Stored entries
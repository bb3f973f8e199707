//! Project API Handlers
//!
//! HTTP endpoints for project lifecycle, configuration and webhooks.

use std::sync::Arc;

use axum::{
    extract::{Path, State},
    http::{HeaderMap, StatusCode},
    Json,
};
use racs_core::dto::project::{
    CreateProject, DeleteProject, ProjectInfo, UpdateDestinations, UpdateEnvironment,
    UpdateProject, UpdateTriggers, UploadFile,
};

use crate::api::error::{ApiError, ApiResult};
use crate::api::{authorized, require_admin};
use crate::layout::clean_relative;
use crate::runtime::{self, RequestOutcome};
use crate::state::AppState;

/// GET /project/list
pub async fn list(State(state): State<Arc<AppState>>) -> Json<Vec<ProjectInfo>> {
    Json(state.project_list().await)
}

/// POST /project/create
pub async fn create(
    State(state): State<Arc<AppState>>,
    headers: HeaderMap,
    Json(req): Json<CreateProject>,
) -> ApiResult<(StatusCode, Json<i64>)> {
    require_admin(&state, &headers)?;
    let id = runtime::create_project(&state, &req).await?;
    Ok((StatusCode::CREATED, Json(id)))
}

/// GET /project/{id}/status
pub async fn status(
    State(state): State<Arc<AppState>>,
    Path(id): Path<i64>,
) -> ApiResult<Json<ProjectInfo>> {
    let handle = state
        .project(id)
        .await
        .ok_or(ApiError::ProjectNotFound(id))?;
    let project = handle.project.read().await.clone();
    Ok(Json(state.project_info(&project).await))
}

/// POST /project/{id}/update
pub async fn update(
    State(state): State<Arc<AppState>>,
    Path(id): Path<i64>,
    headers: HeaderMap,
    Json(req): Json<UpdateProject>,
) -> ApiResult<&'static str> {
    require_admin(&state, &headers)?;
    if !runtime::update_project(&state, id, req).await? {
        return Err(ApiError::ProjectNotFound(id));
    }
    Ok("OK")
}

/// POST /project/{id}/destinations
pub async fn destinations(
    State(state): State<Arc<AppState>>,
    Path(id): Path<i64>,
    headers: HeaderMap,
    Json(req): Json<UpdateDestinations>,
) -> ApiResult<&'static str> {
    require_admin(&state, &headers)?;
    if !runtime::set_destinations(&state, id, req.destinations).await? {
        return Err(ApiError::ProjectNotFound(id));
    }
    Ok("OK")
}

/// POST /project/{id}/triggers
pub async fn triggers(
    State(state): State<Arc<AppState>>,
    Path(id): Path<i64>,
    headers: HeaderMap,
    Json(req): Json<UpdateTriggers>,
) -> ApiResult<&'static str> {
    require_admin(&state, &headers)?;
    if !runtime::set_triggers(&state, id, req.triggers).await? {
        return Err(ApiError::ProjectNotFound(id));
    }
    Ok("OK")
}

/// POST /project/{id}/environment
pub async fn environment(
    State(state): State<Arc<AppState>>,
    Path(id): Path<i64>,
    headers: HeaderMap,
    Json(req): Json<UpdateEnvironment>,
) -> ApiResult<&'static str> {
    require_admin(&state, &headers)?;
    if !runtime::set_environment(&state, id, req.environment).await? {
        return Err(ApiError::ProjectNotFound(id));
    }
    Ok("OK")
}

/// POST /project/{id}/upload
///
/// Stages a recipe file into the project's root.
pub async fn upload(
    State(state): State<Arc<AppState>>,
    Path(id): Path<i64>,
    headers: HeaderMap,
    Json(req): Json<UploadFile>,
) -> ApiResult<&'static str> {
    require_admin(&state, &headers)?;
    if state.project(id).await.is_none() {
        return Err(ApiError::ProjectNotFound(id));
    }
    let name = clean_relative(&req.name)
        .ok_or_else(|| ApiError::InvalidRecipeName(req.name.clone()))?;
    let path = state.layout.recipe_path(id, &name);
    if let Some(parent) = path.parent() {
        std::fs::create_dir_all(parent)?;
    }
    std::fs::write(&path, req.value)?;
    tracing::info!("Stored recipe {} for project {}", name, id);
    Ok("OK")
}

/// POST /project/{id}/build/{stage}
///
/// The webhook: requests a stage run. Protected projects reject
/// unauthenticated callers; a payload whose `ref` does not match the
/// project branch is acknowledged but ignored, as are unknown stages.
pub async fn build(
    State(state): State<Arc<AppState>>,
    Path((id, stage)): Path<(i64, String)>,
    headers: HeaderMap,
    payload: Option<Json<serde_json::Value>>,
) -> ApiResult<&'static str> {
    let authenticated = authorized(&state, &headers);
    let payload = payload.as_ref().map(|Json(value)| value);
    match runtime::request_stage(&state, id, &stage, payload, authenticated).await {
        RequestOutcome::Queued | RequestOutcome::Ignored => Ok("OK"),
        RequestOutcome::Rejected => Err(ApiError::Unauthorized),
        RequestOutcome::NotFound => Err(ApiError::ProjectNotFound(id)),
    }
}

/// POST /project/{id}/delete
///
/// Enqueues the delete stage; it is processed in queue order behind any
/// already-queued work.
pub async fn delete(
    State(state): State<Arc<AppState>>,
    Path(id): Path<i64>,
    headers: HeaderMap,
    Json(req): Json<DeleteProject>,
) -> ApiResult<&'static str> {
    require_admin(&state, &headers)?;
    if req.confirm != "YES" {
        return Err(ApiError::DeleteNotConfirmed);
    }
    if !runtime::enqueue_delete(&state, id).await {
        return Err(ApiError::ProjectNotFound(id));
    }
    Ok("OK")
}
==
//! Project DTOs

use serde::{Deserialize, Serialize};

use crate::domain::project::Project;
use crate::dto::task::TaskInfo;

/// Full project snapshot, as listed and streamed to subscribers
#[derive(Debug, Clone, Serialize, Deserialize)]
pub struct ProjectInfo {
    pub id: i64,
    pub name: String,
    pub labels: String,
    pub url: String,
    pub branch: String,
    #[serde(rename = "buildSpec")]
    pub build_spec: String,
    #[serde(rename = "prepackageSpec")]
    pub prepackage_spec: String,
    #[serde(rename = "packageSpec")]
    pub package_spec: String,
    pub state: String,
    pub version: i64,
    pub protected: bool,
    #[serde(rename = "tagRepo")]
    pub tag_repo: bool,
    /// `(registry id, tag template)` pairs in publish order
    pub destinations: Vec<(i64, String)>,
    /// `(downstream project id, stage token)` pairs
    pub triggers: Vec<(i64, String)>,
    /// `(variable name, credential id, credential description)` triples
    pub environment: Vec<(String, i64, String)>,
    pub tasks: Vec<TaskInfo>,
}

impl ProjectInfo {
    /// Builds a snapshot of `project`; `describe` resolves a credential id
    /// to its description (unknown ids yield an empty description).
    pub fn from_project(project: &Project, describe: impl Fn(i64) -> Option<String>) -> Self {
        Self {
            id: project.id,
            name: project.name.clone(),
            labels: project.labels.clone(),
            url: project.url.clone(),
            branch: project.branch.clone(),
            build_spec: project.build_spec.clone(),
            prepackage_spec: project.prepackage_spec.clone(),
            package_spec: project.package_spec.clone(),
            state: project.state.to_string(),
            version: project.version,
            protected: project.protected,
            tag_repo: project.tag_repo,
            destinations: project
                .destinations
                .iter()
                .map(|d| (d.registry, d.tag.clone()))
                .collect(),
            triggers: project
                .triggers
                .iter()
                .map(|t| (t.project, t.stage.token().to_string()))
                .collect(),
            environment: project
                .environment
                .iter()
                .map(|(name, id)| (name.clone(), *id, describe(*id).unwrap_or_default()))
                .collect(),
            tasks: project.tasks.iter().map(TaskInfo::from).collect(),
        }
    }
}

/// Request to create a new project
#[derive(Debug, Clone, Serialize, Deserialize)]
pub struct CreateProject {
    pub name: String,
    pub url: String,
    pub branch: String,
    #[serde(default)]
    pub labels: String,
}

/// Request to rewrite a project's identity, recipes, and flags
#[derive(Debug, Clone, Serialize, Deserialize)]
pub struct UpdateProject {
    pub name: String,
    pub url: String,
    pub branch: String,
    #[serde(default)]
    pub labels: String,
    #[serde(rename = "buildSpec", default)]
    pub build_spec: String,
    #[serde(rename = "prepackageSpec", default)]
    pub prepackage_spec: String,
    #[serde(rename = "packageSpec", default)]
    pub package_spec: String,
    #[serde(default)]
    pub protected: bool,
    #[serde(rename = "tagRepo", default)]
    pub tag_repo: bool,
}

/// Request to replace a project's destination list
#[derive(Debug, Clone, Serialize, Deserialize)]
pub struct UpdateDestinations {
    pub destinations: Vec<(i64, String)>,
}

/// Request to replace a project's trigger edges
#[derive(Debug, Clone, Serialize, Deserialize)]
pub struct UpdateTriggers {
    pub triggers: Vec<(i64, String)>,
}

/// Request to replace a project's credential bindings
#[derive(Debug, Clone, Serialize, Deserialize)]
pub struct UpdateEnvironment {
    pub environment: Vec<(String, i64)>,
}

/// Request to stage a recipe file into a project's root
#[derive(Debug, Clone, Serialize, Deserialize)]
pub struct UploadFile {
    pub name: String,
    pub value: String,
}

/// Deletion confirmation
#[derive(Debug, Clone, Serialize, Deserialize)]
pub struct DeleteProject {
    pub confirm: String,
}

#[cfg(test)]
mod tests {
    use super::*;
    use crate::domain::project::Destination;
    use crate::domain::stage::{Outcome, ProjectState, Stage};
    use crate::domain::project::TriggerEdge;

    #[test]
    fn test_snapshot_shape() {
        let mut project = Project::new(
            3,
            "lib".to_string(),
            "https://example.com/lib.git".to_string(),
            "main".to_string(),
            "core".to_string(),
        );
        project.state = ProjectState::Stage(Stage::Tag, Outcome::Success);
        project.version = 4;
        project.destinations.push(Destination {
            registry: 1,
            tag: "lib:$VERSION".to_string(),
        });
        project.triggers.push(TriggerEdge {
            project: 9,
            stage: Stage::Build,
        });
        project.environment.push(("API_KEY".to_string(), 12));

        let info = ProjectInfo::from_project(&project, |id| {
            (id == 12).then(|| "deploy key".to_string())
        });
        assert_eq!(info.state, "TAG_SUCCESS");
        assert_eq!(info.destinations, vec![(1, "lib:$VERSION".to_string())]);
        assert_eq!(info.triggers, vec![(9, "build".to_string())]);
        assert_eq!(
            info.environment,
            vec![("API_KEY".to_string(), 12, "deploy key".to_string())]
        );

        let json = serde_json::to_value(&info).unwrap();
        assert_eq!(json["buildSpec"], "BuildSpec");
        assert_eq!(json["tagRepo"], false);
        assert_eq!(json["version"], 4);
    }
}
---
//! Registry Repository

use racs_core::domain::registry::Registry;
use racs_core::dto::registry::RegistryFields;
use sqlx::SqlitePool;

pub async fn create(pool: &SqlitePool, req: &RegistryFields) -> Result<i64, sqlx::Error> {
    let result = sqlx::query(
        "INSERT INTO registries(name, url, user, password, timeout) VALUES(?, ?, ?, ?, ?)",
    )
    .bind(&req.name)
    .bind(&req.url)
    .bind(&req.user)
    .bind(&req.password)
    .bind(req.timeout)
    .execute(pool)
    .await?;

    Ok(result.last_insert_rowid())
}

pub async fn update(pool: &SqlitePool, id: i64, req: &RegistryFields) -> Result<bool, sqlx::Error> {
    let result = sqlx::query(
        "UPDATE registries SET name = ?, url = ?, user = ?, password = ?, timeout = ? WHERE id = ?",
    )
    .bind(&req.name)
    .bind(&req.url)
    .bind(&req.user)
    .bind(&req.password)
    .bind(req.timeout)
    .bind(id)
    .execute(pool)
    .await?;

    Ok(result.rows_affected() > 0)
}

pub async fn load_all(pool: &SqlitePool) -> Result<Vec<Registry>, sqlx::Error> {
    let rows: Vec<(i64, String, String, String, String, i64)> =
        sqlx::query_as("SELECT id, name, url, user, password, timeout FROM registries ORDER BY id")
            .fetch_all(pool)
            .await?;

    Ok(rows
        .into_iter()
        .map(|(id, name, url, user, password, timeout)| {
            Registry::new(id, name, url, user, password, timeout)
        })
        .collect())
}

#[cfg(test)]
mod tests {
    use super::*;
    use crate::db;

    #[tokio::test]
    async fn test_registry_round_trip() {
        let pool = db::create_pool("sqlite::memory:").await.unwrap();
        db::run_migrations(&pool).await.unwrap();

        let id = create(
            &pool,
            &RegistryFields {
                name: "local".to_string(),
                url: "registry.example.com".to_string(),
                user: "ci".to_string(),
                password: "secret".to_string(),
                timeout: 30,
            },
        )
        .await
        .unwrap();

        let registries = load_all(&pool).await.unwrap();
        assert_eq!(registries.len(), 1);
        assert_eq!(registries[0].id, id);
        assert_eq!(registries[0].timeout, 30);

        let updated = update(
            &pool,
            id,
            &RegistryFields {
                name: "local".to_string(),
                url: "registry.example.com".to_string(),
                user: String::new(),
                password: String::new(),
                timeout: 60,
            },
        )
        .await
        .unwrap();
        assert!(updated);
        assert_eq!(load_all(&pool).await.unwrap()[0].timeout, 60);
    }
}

WORK REQUEST: All lines above that include the word "rename" should be located and copied.

RESULT FOR THIS TASK:
    #[serde(rename = "buildSpec")]
    #[serde(rename = "prepackageSpec")]
    #[serde(rename = "packageSpec")]
    #[serde(rename = "tagRepo")]
    #[serde(rename = "buildSpec", default)]
    #[serde(rename = "prepackageSpec", default)]
    #[serde(rename = "packageSpec", default)]
    #[serde(rename = "tagRepo", default)]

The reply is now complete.